* [The task]: The entries are to be written out again with no differences.

* [Data for this task]:

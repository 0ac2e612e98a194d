use async_trait::async_trait;
use uuid::Uuid;

use crate::domain::entities::FolderGrant;
use crate::domain::value_objects::{FolderPath, OrganizationId, ProfileId};
use crate::error::AccessError;

/// Storage port for folder grants.
///
/// The store must keep `(profile_id, folder_path)` unique among active
/// grants; `save` reports a violation as `DuplicateGrant` so concurrent
/// writers cannot race a duplicate past the command-level check.
#[cfg_attr(test, mockall::automock)]
#[async_trait]
pub trait FolderGrantRepository: Send + Sync {
    async fn save(&self, grant: &FolderGrant) -> Result<(), AccessError>;
    async fn find_by_id(&self, id: Uuid) -> Result<Option<FolderGrant>, AccessError>;
    async fn find_active_by_profile(
        &self,
        profile_id: ProfileId,
    ) -> Result<Vec<FolderGrant>, AccessError>;
    async fn find_by_profile_and_folder(
        &self,
        profile_id: ProfileId,
        folder_path: &str,
    ) -> Result<Option<FolderGrant>, AccessError>;
    /// Active grants of the profile whose folder equals, contains, or is
    /// contained by the candidate path.
    async fn find_conflicting(
        &self,
        profile_id: ProfileId,
        folder_path: &FolderPath,
    ) -> Result<Vec<FolderGrant>, AccessError>;
    async fn find_by_organization(
        &self,
        organization_id: OrganizationId,
        include_inactive: bool,
    ) -> Result<Vec<FolderGrant>, AccessError>;
    async fn delete(&self, id: Uuid) -> Result<bool, AccessError>;
    /// Cascade used when the owning profile is deleted; returns how many
    /// grants were removed.
    async fn delete_by_profile(&self, profile_id: ProfileId) -> Result<usize, AccessError>;
}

* [Answer below]:
repository 0ac2e612e98a194d
use async_trait::async_trait;
use uuid::Uuid;

use crate::domain::entities::FolderGrant;
use crate::domain::value_objects::{FolderPath, OrganizationId, ProfileId};
use crate::error::AccessError;

/// Storage port for folder grants.
///
/// The store must keep `(profile_id, folder_path)` unique among active
/// grants; `save` reports a violation as `DuplicateGrant` so concurrent
/// writers cannot race a duplicate past the command-level check.
#[cfg_attr(test, mockall::automock)]
#[async_trait]
pub trait FolderGrantRepository: Send + Sync {
    async fn save(&self, grant: &FolderGrant) -> Result<(), AccessError>;
    async fn find_by_id(&self, id: Uuid) -> Result<Option<FolderGrant>, AccessError>;
    async fn find_active_by_profile(
        &self,
        profile_id: ProfileId,
    ) -> Result<Vec<FolderGrant>, AccessError>;
    async fn find_by_profile_and_folder(
        &self,
        profile_id: ProfileId,
        folder_path: &str,
    ) -> Result<Option<FolderGrant>, AccessError>;
    /// Active grants of the profile whose folder equals, contains, or is
    /// contained by the candidate path.
    async fn find_conflicting(
        &self,
        profile_id: ProfileId,
        folder_path: &FolderPath,
    ) -> Result<Vec<FolderGrant>, AccessError>;
    async fn find_by_organization(
        &self,
        organization_id: OrganizationId,
        include_inactive: bool,
    ) -> Result<Vec<FolderGrant>, AccessError>;
    async fn delete(&self, id: Uuid) -> Result<bool, AccessError>;
    /// Cascade used when the owning profile is deleted; returns how many
    /// grants were removed.
    async fn delete_by_profile(&self, profile_id: ProfileId) -> Result<usize, AccessError>;
}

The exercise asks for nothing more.